▶ _DATA SUPPLIED_:
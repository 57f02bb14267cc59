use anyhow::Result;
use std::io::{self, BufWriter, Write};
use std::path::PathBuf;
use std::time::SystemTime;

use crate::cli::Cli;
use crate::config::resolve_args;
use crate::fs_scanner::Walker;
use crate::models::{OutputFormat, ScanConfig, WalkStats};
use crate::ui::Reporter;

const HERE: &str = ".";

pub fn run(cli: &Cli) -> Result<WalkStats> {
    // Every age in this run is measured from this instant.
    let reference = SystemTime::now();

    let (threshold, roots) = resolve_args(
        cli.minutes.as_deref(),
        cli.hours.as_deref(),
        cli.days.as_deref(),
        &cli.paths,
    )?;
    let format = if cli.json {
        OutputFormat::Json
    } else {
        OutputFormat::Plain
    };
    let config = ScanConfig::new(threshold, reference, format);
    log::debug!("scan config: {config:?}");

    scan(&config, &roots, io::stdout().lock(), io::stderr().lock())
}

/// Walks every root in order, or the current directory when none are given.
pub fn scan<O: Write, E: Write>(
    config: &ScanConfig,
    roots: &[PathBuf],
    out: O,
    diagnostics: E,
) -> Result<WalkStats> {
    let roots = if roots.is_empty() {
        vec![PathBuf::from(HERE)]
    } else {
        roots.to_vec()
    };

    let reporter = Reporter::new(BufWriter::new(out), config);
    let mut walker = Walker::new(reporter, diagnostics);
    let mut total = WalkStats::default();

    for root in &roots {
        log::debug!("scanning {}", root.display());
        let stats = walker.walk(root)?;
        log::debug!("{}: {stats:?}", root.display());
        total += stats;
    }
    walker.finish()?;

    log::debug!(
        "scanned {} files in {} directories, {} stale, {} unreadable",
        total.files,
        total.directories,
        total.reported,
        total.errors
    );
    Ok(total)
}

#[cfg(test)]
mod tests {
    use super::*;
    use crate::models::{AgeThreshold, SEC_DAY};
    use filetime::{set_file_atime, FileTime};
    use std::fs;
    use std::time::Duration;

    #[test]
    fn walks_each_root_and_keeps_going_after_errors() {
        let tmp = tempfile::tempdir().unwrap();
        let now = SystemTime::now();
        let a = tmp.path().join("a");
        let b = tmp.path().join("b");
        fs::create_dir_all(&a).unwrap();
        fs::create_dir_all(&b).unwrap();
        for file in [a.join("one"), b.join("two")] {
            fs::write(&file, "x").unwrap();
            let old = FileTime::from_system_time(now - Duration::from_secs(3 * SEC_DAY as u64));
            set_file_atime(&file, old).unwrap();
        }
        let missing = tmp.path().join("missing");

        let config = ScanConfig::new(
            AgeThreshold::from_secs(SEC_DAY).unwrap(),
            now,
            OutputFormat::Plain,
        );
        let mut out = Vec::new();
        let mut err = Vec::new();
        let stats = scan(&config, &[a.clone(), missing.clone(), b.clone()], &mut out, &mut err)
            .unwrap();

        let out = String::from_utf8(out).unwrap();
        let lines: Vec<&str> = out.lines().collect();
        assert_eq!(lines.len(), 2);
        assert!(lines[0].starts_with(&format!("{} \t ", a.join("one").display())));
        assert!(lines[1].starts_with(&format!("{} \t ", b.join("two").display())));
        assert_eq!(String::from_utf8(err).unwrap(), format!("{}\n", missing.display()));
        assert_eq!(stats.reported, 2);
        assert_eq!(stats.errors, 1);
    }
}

▶ _YOUR OBJECTIVE_: All of the data above should be output exactly.

▶ _TASK RESPONSE_:
repository 57f02bb14267cc59
use anyhow::Result;
use std::io::{self, BufWriter, Write};
use std::path::PathBuf;
use std::time::SystemTime;

use crate::cli::Cli;
use crate::config::resolve_args;
use crate::fs_scanner::Walker;
use crate::models::{OutputFormat, ScanConfig, WalkStats};
use crate::ui::Reporter;

const HERE: &str = ".";

pub fn run(cli: &Cli) -> Result<WalkStats> {
    // Every age in this run is measured from this instant.
    let reference = SystemTime::now();

    let (threshold, roots) = resolve_args(
        cli.minutes.as_deref(),
        cli.hours.as_deref(),
        cli.days.as_deref(),
        &cli.paths,
    )?;
    let format = if cli.json {
        OutputFormat::Json
    } else {
        OutputFormat::Plain
    };
    let config = ScanConfig::new(threshold, reference, format);
    log::debug!("scan config: {config:?}");

    scan(&config, &roots, io::stdout().lock(), io::stderr().lock())
}

/// Walks every root in order, or the current directory when none are given.
pub fn scan<O: Write, E: Write>(
    config: &ScanConfig,
    roots: &[PathBuf],
    out: O,
    diagnostics: E,
) -> Result<WalkStats> {
    let roots = if roots.is_empty() {
        vec![PathBuf::from(HERE)]
    } else {
        roots.to_vec()
    };

    let reporter = Reporter::new(BufWriter::new(out), config);
    let mut walker = Walker::new(reporter, diagnostics);
    let mut total = WalkStats::default();

    for root in &roots {
        log::debug!("scanning {}", root.display());
        let stats = walker.walk(root)?;
        log::debug!("{}: {stats:?}", root.display());
        total += stats;
    }
    walker.finish()?;

    log::debug!(
        "scanned {} files in {} directories, {} stale, {} unreadable",
        total.files,
        total.directories,
        total.reported,
        total.errors
    );
    Ok(total)
}

#[cfg(test)]
mod tests {
    use super::*;
    use crate::models::{AgeThreshold, SEC_DAY};
    use filetime::{set_file_atime, FileTime};
    use std::fs;
    use std::time::Duration;

    #[test]
    fn walks_each_root_and_keeps_going_after_errors() {
        let tmp = tempfile::tempdir().unwrap();
        let now = SystemTime::now();
        let a = tmp.path().join("a");
        let b = tmp.path().join("b");
        fs::create_dir_all(&a).unwrap();
        fs::create_dir_all(&b).unwrap();
        for file in [a.join("one"), b.join("two")] {
            fs::write(&file, "x").unwrap();
            let old = FileTime::from_system_time(now - Duration::from_secs(3 * SEC_DAY as u64));
            set_file_atime(&file, old).unwrap();
        }
        let missing = tmp.path().join("missing");

        let config = ScanConfig::new(
            AgeThreshold::from_secs(SEC_DAY).unwrap(),
            now,
            OutputFormat::Plain,
        );
        let mut out = Vec::new();
        let mut err = Vec::new();
        let stats = scan(&config, &[a.clone(), missing.clone(), b.clone()], &mut out, &mut err)
            .unwrap();

        let out = String::from_utf8(out).unwrap();
        let lines: Vec<&str> = out.lines().collect();
        assert_eq!(lines.len(), 2);
        assert!(lines[0].starts_with(&format!("{} \t ", a.join("one").display())));
        assert!(lines[1].starts_with(&format!("{} \t ", b.join("two").display())));
        assert_eq!(String::from_utf8(err).unwrap(), format!("{}\n", missing.display()));
        assert_eq!(stats.reported, 2);
        assert_eq!(stats.errors, 1);
    }
}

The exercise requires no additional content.